Lack of acetylaminofluorene–DNA adduct formation in enzyme-altered foci of rat liver

Abstract

Formation of the N-(deoxyguanosin-8-yl)-aminofluorene adduct was studied in enzyme-altered foci induced by four different liver carcinogenesis models. Foci were detected and scored for enzyme phenotype by a computer-aided image overlay technique. Localization of the enzymes γ-glutamyl transpeptidase, canalicular ATPase and glucose-6-phosphatase was performed by enzyme histochemistry, allowing identification of foci of seven different phenotypes. Patterns of foci obtained by image overlay were compared to in situ 2-acetylaminofluorene-DNA adduct distribution obtained by immunofluorescence. Foci were induced by the following models: (1) chronic feeding of 0.02% 2-acetylaminofluorene (2-AAF) for 8 weeks; (2) intubation of diethylnitrosamine (DEN) (10 mg/kg) 24 h after a 70% partial hepatectomy (PH), followed 8 weeks later by a diet containing 0.05% phenobar-bital for 9 months; (3) intubation of DEN (10 mg/kg) 24 h after PH, followed by a diet containing 0.01% ciprofibrate for 5 months, and after an additional 4 months a diet containing 0.05% phenobarbital for 2 months; (4) maintenance for 7.5, 16.5 or 19.5 months after transplantation of DEN/2-AAF/PH (‘Solt-Farber’ protocol) donor liver cells into host rats receiving a brief 2-AAF/PH selective regimen then no further treatment until sacrifice.
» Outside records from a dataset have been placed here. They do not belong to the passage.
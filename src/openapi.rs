use utoipa::OpenApi;
use utoipa_swagger_ui::SwaggerUi;

#[derive(OpenApi)]
#[openapi(
    info(
        title = "YardTrack API",
        version = "0.1.0",
        description = r#"
# YardTrack Inventory API

Single-tenant inventory bookkeeping for construction equipment and materials:
item identity, location, quantity, lifecycle status, and maintenance schedule.

## Lifecycle

Items move between `available`, `checked_out`, `maintenance`, and `retired`
only through the dedicated lifecycle endpoints. Illegal transitions are
rejected with `400` and leave the stored record unchanged. `retired` is
terminal.

## Alerts

Maintenance alerts are computed on read against the configured lookahead
window (`maintenance_alert_days`, default 7); nothing is stored or pushed.

## Error Handling

Errors use a consistent JSON body with appropriate HTTP status codes:

```json
{
  "error": "Bad Request",
  "message": "Invalid transition: cannot check out item while status is checked_out",
  "timestamp": "2026-03-01T00:00:00Z"
}
```
        "#,
        license(name = "MIT", url = "https://opensource.org/licenses/MIT")
    ),
    servers(
        (url = "http://localhost:8080", description = "Local development")
    ),
    paths(
        crate::handlers::items::list_items,
        crate::handlers::items::create_item,
        crate::handlers::items::get_item,
        crate::handlers::items::update_item,
        crate::handlers::items::delete_item,
        crate::handlers::items::check_out_item,
        crate::handlers::items::check_in_item,
        crate::handlers::items::schedule_maintenance,
        crate::handlers::items::complete_maintenance,
        crate::handlers::items::retire_item,
        crate::handlers::summary::get_summary,
        crate::handlers::summary::get_map_items,
        crate::handlers::summary::list_categories,
        crate::handlers::summary::list_locations,
    ),
    components(schemas(
        crate::entities::inventory_item::Model,
        crate::entities::inventory_item::ItemStatus,
        crate::services::items::NewItem,
        crate::services::items::ItemPatch,
        crate::services::summary::Summary,
        crate::services::summary::MapMarker,
        crate::handlers::items::ScheduleMaintenanceRequest,
        crate::errors::ErrorResponse,
    )),
    tags(
        (name = "items", description = "Item CRUD and lifecycle operations"),
        (name = "summary", description = "Dashboard summary, map markers, and autocomplete lookups")
    )
)]
pub struct ApiDoc;

/// Mounts Swagger UI at /docs backed by the generated OpenAPI document.
pub fn swagger_ui() -> SwaggerUi {
    SwaggerUi::new("/docs").url("/api-docs/openapi.json", ApiDoc::openapi())
}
To test the capacity of both foci and morphologically normal livers to form DNA adducts, the animals in models 2–4 received a diet containing 0.02% 2-AAF for 5 or 6 days before sacrifice. In all of the enzyme-altered foci identified in models 1–3 there were no DNA adducts visible by immunofluorescence. Scattered groups of positive cells were occasionally seen in the otherwise dark foci induced by model 4. For technical reasons some enzyme-altered foci were not identifiable on the fluorescence-stained slides. In liver serial sections from rats in models 1–4, there were 75, 304, 125 and 68 enzyme-altered foci of seven different phenotypes which were identified as AF-DNA negative. In models 1 and 4 there were some additional adduct-negative foci not associated with any of the seven identified focus phenotypes. These studies demonstrate that loss of the ability to form DNA adducts in hepatic enzyme-altered foci is a common and very early biochemical adaptation to xenobiotic exposure in different hepatocarcinogenesis models. This adaptation also is retained by the majority of foci in later stages of hepatocarcinogenesis.